Answer with the exact lines of the following material from the one containing "the candidate dialect." through the one containing "let tokens = tokenize(source)?;", both end lines included.
● ● ● ● ● ● ●
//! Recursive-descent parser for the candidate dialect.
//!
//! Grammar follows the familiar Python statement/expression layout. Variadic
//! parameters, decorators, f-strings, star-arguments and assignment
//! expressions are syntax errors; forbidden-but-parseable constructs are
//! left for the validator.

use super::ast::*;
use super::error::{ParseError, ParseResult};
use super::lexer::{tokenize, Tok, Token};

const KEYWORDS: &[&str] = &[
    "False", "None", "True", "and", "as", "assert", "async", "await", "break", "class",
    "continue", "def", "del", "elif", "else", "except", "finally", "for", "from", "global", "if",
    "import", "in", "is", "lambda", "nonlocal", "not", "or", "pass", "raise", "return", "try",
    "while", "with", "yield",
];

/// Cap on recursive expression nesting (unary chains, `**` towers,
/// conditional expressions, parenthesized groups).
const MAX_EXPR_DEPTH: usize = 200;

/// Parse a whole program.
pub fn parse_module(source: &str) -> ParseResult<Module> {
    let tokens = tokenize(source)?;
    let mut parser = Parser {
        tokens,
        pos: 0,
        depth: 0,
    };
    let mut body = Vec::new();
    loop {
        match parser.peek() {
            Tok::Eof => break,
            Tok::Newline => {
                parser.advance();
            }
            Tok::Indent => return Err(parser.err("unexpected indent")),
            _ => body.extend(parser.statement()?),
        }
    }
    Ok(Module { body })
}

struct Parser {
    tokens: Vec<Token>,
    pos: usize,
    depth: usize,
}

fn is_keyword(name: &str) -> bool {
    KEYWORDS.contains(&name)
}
● ● ● ● ● ● ●
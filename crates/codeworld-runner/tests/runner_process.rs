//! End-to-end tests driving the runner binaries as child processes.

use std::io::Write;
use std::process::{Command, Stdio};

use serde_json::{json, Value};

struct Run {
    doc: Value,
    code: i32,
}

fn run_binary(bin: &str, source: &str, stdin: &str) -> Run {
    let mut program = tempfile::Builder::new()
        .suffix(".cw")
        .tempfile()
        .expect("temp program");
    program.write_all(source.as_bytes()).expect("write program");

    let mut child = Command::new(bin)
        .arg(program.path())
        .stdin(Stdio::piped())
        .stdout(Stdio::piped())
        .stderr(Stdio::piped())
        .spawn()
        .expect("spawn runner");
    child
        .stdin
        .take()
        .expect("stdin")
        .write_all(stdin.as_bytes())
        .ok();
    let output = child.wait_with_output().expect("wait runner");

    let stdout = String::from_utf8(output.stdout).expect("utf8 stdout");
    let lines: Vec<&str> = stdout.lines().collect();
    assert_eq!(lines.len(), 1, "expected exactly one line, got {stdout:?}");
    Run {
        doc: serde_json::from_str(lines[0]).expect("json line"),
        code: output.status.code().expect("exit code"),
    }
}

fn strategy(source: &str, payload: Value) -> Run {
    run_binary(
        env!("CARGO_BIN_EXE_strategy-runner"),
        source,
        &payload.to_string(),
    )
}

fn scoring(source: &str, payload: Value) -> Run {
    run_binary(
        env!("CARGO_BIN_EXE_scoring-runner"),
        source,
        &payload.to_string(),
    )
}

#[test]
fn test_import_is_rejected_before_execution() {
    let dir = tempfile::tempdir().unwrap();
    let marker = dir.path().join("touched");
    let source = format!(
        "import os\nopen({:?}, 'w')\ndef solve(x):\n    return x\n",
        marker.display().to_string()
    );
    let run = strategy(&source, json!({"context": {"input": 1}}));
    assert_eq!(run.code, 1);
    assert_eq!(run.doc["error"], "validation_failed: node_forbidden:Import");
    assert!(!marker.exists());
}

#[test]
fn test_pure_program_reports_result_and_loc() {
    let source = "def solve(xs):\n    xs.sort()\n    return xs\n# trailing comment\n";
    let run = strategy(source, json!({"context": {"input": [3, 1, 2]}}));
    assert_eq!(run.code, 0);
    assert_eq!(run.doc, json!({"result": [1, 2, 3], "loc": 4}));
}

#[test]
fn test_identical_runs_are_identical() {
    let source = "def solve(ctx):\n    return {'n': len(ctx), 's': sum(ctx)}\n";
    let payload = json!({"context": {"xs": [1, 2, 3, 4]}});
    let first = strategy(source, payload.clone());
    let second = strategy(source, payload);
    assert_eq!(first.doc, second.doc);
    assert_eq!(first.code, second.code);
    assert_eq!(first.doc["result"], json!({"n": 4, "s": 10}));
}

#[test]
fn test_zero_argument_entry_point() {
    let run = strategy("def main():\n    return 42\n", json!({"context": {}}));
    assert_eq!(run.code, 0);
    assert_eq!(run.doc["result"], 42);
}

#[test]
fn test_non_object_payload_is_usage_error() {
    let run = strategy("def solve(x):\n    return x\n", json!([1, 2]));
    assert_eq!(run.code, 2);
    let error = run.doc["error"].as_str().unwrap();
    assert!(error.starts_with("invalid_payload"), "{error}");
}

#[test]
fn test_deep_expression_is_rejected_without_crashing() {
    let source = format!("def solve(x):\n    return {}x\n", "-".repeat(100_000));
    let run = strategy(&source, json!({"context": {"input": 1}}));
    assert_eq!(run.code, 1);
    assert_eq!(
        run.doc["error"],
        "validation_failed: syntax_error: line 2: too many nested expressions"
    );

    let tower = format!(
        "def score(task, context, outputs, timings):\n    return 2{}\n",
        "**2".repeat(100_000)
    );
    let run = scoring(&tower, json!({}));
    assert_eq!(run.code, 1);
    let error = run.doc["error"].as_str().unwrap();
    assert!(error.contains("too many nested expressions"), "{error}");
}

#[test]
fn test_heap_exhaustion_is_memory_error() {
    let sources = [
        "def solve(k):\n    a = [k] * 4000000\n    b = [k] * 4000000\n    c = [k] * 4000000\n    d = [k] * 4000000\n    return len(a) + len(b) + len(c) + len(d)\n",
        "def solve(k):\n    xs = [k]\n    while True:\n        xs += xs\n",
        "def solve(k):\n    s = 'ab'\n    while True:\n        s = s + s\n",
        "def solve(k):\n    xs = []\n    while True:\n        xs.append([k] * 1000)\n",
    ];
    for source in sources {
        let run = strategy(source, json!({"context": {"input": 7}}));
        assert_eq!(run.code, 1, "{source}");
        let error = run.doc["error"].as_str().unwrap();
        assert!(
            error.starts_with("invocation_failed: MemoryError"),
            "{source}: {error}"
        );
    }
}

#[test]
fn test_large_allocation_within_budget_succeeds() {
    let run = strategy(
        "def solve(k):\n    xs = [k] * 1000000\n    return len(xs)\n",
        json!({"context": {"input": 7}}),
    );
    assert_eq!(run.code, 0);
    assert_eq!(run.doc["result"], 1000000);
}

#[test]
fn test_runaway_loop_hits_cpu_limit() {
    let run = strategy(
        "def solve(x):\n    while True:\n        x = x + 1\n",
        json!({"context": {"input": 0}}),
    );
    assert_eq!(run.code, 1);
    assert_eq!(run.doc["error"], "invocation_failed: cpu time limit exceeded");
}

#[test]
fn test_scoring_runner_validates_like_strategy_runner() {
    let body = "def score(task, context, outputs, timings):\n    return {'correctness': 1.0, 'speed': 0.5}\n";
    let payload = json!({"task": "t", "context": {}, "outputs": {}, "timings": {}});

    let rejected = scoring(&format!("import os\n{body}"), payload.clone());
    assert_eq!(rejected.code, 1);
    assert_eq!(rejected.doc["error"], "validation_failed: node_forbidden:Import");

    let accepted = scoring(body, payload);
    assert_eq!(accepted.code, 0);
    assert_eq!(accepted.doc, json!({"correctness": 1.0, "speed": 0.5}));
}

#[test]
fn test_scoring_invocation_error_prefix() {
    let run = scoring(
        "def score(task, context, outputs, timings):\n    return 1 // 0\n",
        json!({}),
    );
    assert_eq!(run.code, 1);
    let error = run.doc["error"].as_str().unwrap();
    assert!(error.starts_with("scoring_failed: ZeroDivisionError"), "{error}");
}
● ● ● ● ● ● ●
*Response below:*
//! Recursive-descent parser for the candidate dialect.
//!
//! Grammar follows the familiar Python statement/expression layout. Variadic
//! parameters, decorators, f-strings, star-arguments and assignment
//! expressions are syntax errors; forbidden-but-parseable constructs are
//! left for the validator.

use super::ast::*;
use super::error::{ParseError, ParseResult};
use super::lexer::{tokenize, Tok, Token};

const KEYWORDS: &[&str] = &[
    "False", "None", "True", "and", "as", "assert", "async", "await", "break", "class",
    "continue", "def", "del", "elif", "else", "except", "finally", "for", "from", "global", "if",
    "import", "in", "is", "lambda", "nonlocal", "not", "or", "pass", "raise", "return", "try",
    "while", "with", "yield",
];

/// Cap on recursive expression nesting (unary chains, `**` towers,
/// conditional expressions, parenthesized groups).
const MAX_EXPR_DEPTH: usize = 200;

/// Parse a whole program.
pub fn parse_module(source: &str) -> ParseResult<Module> {
    let tokens = tokenize(source)?;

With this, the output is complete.